→ Task directions
Look below. Copy each line that has "PoisonError" in it.

┌─ Records to process

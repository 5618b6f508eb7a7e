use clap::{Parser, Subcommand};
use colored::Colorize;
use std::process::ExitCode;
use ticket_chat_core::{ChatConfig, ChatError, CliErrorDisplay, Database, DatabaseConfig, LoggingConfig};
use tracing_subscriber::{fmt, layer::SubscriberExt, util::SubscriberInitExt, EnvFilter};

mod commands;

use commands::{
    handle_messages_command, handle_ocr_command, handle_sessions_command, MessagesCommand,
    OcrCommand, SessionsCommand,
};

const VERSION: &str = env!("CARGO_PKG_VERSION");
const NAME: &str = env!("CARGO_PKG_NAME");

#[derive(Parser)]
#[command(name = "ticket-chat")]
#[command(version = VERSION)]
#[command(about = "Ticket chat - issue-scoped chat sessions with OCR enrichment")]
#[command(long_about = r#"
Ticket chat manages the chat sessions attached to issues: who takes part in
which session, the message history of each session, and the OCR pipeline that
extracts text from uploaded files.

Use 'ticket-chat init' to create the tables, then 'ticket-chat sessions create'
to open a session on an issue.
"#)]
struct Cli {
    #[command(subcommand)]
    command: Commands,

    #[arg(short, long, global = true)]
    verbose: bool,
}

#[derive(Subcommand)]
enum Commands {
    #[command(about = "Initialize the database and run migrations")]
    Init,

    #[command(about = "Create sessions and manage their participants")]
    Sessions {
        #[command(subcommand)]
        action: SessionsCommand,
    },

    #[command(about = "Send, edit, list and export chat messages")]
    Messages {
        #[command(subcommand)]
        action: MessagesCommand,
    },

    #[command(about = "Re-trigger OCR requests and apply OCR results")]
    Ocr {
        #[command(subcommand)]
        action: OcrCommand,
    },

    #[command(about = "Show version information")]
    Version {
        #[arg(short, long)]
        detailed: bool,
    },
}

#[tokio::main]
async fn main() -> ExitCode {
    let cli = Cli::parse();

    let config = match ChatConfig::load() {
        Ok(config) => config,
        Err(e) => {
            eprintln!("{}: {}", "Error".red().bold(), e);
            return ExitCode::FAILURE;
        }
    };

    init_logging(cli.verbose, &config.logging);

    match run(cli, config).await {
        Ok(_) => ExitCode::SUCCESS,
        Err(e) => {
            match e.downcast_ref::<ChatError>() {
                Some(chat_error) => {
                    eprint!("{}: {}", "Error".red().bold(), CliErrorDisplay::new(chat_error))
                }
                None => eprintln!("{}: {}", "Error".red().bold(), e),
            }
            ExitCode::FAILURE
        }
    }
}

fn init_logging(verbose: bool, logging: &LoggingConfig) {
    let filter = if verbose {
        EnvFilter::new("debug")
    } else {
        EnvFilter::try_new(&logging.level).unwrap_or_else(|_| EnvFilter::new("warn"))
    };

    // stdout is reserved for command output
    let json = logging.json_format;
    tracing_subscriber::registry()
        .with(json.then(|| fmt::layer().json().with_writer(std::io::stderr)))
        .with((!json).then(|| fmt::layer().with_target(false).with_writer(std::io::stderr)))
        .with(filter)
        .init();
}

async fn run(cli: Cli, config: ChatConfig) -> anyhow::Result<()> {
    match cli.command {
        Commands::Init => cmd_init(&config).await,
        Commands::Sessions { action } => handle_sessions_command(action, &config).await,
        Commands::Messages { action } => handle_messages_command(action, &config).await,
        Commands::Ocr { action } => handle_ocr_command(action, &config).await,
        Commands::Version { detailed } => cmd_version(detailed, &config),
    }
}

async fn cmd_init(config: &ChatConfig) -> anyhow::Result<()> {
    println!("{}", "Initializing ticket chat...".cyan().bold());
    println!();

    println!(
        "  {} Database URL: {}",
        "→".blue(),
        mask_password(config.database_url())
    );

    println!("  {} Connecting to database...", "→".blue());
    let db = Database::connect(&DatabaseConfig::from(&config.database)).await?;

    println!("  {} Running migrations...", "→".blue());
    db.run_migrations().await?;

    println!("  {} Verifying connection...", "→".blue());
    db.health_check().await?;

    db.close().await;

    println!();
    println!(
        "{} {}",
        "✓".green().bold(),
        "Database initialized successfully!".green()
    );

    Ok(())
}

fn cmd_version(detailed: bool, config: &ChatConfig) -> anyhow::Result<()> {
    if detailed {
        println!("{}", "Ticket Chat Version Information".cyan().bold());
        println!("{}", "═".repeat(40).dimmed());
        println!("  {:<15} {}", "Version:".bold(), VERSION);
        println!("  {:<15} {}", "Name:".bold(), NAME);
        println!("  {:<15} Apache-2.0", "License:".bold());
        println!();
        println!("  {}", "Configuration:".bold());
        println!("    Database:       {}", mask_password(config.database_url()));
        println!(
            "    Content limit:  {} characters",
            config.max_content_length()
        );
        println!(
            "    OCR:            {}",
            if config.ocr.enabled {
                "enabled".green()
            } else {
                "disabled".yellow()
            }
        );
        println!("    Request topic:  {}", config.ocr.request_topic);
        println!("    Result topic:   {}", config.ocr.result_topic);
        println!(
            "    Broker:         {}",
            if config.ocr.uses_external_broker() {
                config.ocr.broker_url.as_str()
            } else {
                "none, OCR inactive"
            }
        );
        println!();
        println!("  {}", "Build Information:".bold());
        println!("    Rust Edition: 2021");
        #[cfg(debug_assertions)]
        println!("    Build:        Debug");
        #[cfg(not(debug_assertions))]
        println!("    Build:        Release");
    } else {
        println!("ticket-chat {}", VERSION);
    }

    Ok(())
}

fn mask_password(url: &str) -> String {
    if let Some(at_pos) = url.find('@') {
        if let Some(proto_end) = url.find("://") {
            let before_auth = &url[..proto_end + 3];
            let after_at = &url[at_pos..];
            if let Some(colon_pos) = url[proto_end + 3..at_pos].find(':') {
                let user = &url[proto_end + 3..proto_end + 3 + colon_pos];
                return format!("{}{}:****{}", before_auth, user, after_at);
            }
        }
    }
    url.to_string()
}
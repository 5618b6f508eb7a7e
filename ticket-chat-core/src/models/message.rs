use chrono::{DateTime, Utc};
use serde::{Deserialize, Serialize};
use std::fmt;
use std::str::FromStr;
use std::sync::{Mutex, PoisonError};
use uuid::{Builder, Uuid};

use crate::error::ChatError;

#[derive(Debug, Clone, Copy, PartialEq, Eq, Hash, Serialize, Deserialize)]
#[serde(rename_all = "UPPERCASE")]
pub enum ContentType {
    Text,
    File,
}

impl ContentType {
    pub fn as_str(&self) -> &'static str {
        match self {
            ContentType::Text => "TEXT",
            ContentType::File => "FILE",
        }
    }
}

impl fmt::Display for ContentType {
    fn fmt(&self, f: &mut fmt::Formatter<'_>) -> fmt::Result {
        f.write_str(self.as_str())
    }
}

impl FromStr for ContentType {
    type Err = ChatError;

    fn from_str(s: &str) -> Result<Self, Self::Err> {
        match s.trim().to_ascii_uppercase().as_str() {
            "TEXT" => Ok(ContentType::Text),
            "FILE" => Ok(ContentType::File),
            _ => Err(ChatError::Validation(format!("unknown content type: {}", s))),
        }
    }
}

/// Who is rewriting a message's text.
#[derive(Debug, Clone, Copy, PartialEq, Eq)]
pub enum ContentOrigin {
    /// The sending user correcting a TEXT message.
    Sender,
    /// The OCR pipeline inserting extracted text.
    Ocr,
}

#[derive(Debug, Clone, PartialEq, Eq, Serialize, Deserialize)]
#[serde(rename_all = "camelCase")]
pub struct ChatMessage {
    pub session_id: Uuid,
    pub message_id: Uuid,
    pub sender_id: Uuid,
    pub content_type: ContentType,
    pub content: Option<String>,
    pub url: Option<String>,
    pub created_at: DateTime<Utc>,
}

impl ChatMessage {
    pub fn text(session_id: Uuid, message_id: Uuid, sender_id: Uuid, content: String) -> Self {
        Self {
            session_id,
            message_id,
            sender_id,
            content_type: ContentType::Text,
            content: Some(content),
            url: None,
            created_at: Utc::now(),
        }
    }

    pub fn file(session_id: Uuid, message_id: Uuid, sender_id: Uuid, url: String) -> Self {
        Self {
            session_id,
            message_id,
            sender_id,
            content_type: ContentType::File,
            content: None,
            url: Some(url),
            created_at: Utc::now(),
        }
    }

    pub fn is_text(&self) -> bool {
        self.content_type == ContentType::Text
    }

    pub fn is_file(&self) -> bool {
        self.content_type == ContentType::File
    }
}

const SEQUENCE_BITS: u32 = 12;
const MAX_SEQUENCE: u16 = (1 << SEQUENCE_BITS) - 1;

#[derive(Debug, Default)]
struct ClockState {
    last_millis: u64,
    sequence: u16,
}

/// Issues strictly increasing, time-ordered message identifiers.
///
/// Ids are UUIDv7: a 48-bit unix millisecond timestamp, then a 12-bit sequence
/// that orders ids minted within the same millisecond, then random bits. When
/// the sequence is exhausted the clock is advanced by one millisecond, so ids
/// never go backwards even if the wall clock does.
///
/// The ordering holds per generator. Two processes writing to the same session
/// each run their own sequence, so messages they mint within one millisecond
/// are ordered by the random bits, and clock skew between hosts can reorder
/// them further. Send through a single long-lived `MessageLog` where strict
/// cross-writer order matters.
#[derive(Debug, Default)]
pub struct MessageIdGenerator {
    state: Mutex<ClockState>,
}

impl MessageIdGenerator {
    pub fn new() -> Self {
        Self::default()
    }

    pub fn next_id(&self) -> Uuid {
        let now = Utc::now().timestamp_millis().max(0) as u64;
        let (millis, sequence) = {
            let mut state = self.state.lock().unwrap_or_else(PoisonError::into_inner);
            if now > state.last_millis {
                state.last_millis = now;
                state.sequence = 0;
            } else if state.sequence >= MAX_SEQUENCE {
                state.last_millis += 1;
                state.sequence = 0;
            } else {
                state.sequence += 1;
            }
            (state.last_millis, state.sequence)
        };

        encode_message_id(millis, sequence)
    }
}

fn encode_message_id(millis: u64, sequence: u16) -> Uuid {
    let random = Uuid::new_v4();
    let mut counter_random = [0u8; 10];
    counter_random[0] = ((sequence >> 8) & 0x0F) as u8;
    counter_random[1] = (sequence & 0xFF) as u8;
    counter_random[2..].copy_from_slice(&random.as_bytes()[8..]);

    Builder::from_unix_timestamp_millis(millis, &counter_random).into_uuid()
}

└─

→ Your solution
use std::sync::{Mutex, PoisonError};
            let mut state = self.state.lock().unwrap_or_else(PoisonError::into_inner);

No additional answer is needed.